L’evasione in massa, avvenuta mentre erano in corso i disordini di lunedì 9 marzo, durante i quali i detenuti si sono riversati in tutto l’istituto, occupando anche l’intercinta, era stata poi parzialmente contenuta: grazie infatti all’intervento del personale della Polizia penitenziaria e delle altre forze dell’ordine venivano immediatamente catturati 43 detenuti.

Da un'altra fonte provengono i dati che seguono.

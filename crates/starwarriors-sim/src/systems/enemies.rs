//! Enemy system: patrol, heading, dodge and weapons for every live enemy.
//!
//! The player and the player-owned projectiles are read once at the start of
//! the pass; enemies never move either. Each enemy is then updated in spawn
//! order and its shots are spawned straight after its state is written back.

use hecs::{Entity, World};
use rand::Rng;

use starwarriors_core::components::{
    Active, BombBay, BossState, EnemyState, Hitbox, PlayerShip, ProjectileState, SpawnOrder,
};
use starwarriors_core::config::CombatConfig;
use starwarriors_core::constants::ENEMY_MUZZLE_DISTANCE;
use starwarriors_core::enums::{Difficulty, EnemyKind, SoundCue};
use starwarriors_core::types::{Bounds, Position, Rect, Velocity};
use starwarriors_enemy_ai::behavior::{self, DodgeThreat};
use starwarriors_enemy_ai::fsm::{self, BossContext};
use starwarriors_enemy_ai::profiles;

use crate::error::{read, write, SimError};
use crate::guidance;
use crate::systems::cleanup;
use crate::world_setup::{self, Shot, SpawnContext};

/// What enemies know about the player this tick.
#[derive(Debug, Clone, Copy)]
pub struct PlayerTarget {
    pub entity: Entity,
    pub rect: Rect,
    pub velocity: Velocity,
}

/// Shots released together, followed by an optional sound cue.
struct Volley {
    shots: Vec<Shot>,
    cue: Option<SoundCue>,
}

/// Run the enemy system for one tick.
pub fn run(
    world: &mut World,
    ctx: &mut SpawnContext<'_>,
    rng: &mut impl Rng,
    bounds: &Bounds,
    despawn_buffer: &mut Vec<Entity>,
) {
    let player = player_target(world);
    let threats = dodge_threats(world);

    for entity in cleanup::ordered::<EnemyState>(world) {
        if !cleanup::is_active(world, entity) {
            continue;
        }
        match update_one(world, ctx, rng, entity, bounds, player.as_ref(), &threats) {
            Ok(volleys) => {
                for volley in volleys {
                    for shot in &volley.shots {
                        world_setup::spawn_projectile(world, ctx, shot);
                    }
                    if let Some(cue) = volley.cue {
                        ctx.sound(cue);
                    }
                }
            }
            Err(err) => {
                tracing::warn!(%err, "enemy update failed, removing");
                despawn_buffer.push(entity);
            }
        }
    }

    cleanup::sweep::<EnemyState>(world, despawn_buffer);
}

/// The active player, if any.
pub fn player_target(world: &World) -> Option<PlayerTarget> {
    world
        .query::<(&PlayerShip, &Position, &Velocity, &Hitbox, &Active)>()
        .iter()
        .find(|(_, (_, _, _, _, active))| active.0)
        .map(|(entity, (_, pos, vel, hitbox, _))| PlayerTarget {
            entity,
            rect: Rect::at(*pos, hitbox.width, hitbox.height),
            velocity: *vel,
        })
}

/// Active player-owned projectiles in spawn order.
fn dodge_threats(world: &World) -> Vec<DodgeThreat> {
    let mut threats: Vec<(SpawnOrder, DodgeThreat)> = world
        .query::<(&ProjectileState, &Position, &Velocity, &Active, &SpawnOrder)>()
        .iter()
        .filter(|(_, (state, _, _, active, _))| !state.from_enemy && active.0)
        .map(|(_, (_, pos, vel, _, order))| {
            (
                *order,
                DodgeThreat {
                    position: *pos,
                    velocity: *vel,
                },
            )
        })
        .collect();
    threats.sort_unstable_by_key(|(order, _)| *order);
    threats.into_iter().map(|(_, threat)| threat).collect()
}

fn update_one(
    world: &mut World,
    ctx: &mut SpawnContext<'_>,
    rng: &mut impl Rng,
    entity: Entity,
    bounds: &Bounds,
    player: Option<&PlayerTarget>,
    threats: &[DodgeThreat],
) -> Result<Vec<Volley>, SimError> {
    let config = ctx.config;
    let difficulty = ctx.difficulty;
    let predictive = difficulty == Difficulty::Hard;

    let mut state: EnemyState = read(world, entity, "EnemyState")?;
    let mut pos: Position = read(world, entity, "Position")?;
    let hitbox: Hitbox = read(world, entity, "Hitbox")?;
    let mut boss = world.get::<&BossState>(entity).ok().map(|b| (*b).clone());
    let mut bomb_bay = world.get::<&BombBay>(entity).ok().map(|b| *b);

    let profile = profiles::get_profile(config, state.kind, difficulty);
    let start = pos;
    let mut volleys = Vec::new();

    behavior::advance_patrol(
        &mut pos,
        &mut state.patrol,
        state.speed,
        hitbox.width,
        bounds,
        &profile.dwell,
        rng,
    );

    if let Some(target) = player {
        let center = Rect::at(pos, hitbox.width, hitbox.height).center();
        state.rotation = behavior::turn_toward(state.rotation, &center, &target.rect.center(), &config.ai);
    }

    if let Some(boss) = boss.as_mut() {
        let center = Rect::at(pos, hitbox.width, hitbox.height).center();

        state.shoot_timer += 1.0;
        let ready = state.shoot_timer >= f64::from(state.shoot_interval);
        if let Some(target) = player.filter(|_| ready) {
            let muzzle = fsm::gun_muzzle(boss, &config.boss, &center, state.rotation);
            let speed = config.boss.bullet_speed;
            let angle = guidance::aim_angle(&muzzle, &target.rect, &target.velocity, speed, predictive);
            volleys.push(Volley {
                shots: vec![Shot::bullet(muzzle, angle, true).with_speed(speed)],
                cue: Some(SoundCue::BlasterShot),
            });
            state.shoot_timer = 0.0;
        }

        boss.special_timer -= 1;
        if let Some(target) = player.filter(|_| boss.special_timer <= 0) {
            let speed = config.boss.fan_speed;
            let aim = guidance::aim_angle(&center, &target.rect, &target.velocity, speed, predictive);
            let shots = fsm::fan_angles(boss.phase, aim, &config.boss)
                .into_iter()
                .map(|angle| Shot::bullet(center, angle, true).with_speed(speed))
                .collect();
            volleys.push(Volley {
                shots,
                cue: Some(SoundCue::RocketLaunch),
            });
            boss.special_timer = config.boss.special_interval.get(difficulty);
        }

        fsm::advance_gun(boss, &config.boss);
        refresh_boss_phase(&mut state, boss, config, difficulty);
    }

    pos.x += behavior::dodge_shift(&pos, state.intelligence, threats, &config.ai);

    let exit_y = if state.kind == EnemyKind::Boss {
        bounds.height + hitbox.height
    } else {
        bounds.height
    };
    let active = pos.y <= exit_y;

    if active && boss.is_none() {
        state.shoot_timer += 1.0;
        let ready = state.shoot_timer >= f64::from(state.shoot_interval);
        if let Some(target) = player.filter(|_| ready) {
            volleys.push(fire(&state, &pos, &hitbox, target, config, predictive, rng));
            state.shoot_timer = 0.0;
        }

        if let (Some(bay), Some(target)) = (bomb_bay.as_mut(), player) {
            bay.timer -= 1.0;
            if bay.timer <= 0.0 {
                let center = Rect::at(pos, hitbox.width, hitbox.height).center();
                let angle = pos.bearing_to(&target.rect.top_left());
                volleys.push(Volley {
                    shots: vec![Shot::homing_bomb(center, angle, target.entity, true)],
                    cue: None,
                });
                bay.timer = profiles::roll_bomb_cooldown(&profile, rng).unwrap_or(0.0);
            }
        }
    }

    let vel = Velocity::new(pos.x - start.x, pos.y - start.y);
    if !pos.is_finite() || !state.rotation.is_finite() {
        return Err(SimError::NonFiniteState {
            entity,
            detail: "enemy position",
        });
    }

    write(world, entity, "EnemyState", state)?;
    write(world, entity, "Position", pos)?;
    write(world, entity, "Velocity", vel)?;
    write(world, entity, "Active", Active(active))?;
    if let Some(boss) = boss {
        write(world, entity, "BossState", boss)?;
    }
    if let Some(bay) = bomb_bay {
        write(world, entity, "BombBay", bay)?;
    }
    Ok(volleys)
}

/// Regular enemy shot from the muzzle ahead of the ship: a homing rocket
/// with `special_chance`, otherwise an aimed bullet.
fn fire(
    state: &EnemyState,
    pos: &Position,
    hitbox: &Hitbox,
    target: &PlayerTarget,
    config: &CombatConfig,
    predictive: bool,
    rng: &mut impl Rng,
) -> Volley {
    let center = Rect::at(*pos, hitbox.width, hitbox.height).center();
    let (sin, cos) = state.rotation.sin_cos();
    let muzzle = Position::new(
        center.x + cos * ENEMY_MUZZLE_DISTANCE,
        center.y + sin * ENEMY_MUZZLE_DISTANCE,
    );

    if rng.gen::<f64>() < state.special_chance {
        return Volley {
            shots: vec![Shot::homing_rocket(muzzle, target.entity, true)],
            cue: None,
        };
    }

    let speed = config.weapons.bullet.speed;
    let angle = guidance::aim_angle(&muzzle, &target.rect, &target.velocity, speed, predictive);
    Volley {
        shots: vec![Shot::bullet(muzzle, angle, true)],
        cue: Some(SoundCue::BlasterShot),
    }
}

/// Re-derive the boss phase from its health and apply the phase tuning.
/// Returns true when the phase changed.
pub fn refresh_boss_phase(
    state: &mut EnemyState,
    boss: &mut BossState,
    config: &CombatConfig,
    difficulty: Difficulty,
) -> bool {
    let update = fsm::evaluate(
        &BossContext {
            phase: boss.phase,
            health: state.health,
            max_health: boss.max_health,
            difficulty,
            base_shoot_interval: config.enemies.boss.shoot_interval.get(difficulty),
        },
        &config.boss,
    );

    boss.phase = update.new_phase;
    state.speed = update.speed;
    state.shoot_interval = update.shoot_interval;
    if update.phase_changed {
        tracing::debug!(phase = ?update.new_phase, health = state.health, "boss phase changed");
    }
    update.phase_changed
}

Giovedì mattina, all’alba, sono stati trasferiti 107 detenuti dal carcere di Foggia, destinati ad altri istituti penitenziari. Per favorire il trasferimento, all’esterno del carcere è stato predisposto dalla questura di Foggia un massiccio dispositivo di sicurezza che ha richiesto l’impiego di 150 uomini di tutte le forze dell’ordine, anche coadiuvati da reparti di rinforzo inviati dal Viminale.